### What you need to do:
Lift out each line of the data that holds "else".

### Extracted records:
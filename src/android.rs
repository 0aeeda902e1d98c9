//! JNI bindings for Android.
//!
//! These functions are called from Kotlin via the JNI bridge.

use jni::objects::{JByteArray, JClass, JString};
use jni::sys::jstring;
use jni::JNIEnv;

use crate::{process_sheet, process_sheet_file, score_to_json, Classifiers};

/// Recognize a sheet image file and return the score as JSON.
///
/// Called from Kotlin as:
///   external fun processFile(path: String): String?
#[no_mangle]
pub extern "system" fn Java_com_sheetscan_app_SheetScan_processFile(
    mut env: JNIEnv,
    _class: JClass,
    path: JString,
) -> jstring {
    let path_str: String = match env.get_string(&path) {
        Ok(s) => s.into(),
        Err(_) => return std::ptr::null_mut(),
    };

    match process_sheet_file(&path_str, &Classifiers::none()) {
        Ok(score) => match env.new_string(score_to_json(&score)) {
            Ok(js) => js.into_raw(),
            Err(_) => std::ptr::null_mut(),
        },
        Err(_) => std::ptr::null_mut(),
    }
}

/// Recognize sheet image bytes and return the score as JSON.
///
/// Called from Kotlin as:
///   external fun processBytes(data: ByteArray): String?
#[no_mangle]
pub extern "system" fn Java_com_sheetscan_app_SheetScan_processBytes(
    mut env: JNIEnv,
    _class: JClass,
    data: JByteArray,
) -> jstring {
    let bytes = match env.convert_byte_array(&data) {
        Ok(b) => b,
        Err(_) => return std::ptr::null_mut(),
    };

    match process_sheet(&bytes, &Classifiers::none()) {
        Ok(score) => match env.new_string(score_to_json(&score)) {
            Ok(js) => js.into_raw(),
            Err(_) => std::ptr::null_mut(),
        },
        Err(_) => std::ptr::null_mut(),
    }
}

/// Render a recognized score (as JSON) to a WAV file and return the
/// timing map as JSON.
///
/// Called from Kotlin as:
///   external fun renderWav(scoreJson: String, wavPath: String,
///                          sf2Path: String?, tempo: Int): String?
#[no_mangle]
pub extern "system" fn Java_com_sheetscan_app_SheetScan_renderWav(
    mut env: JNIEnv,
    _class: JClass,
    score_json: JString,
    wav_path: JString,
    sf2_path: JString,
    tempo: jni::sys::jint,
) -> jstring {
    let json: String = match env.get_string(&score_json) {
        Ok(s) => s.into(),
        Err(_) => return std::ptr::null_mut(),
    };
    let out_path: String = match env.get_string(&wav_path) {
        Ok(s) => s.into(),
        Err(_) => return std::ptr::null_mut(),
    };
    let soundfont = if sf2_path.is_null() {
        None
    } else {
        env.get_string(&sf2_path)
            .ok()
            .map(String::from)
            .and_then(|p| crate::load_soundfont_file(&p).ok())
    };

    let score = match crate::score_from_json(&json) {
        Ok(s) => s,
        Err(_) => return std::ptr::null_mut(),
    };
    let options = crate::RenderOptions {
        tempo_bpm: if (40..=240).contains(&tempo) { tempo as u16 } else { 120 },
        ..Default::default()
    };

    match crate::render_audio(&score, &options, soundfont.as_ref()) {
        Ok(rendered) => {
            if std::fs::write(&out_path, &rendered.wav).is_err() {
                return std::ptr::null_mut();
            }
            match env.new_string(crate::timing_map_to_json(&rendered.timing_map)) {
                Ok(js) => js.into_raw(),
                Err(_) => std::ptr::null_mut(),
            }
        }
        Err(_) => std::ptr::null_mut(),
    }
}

### Exercise answer:
    } else {
        tempo_bpm: if (40..=240).contains(&tempo) { tempo as u16 } else { 120 },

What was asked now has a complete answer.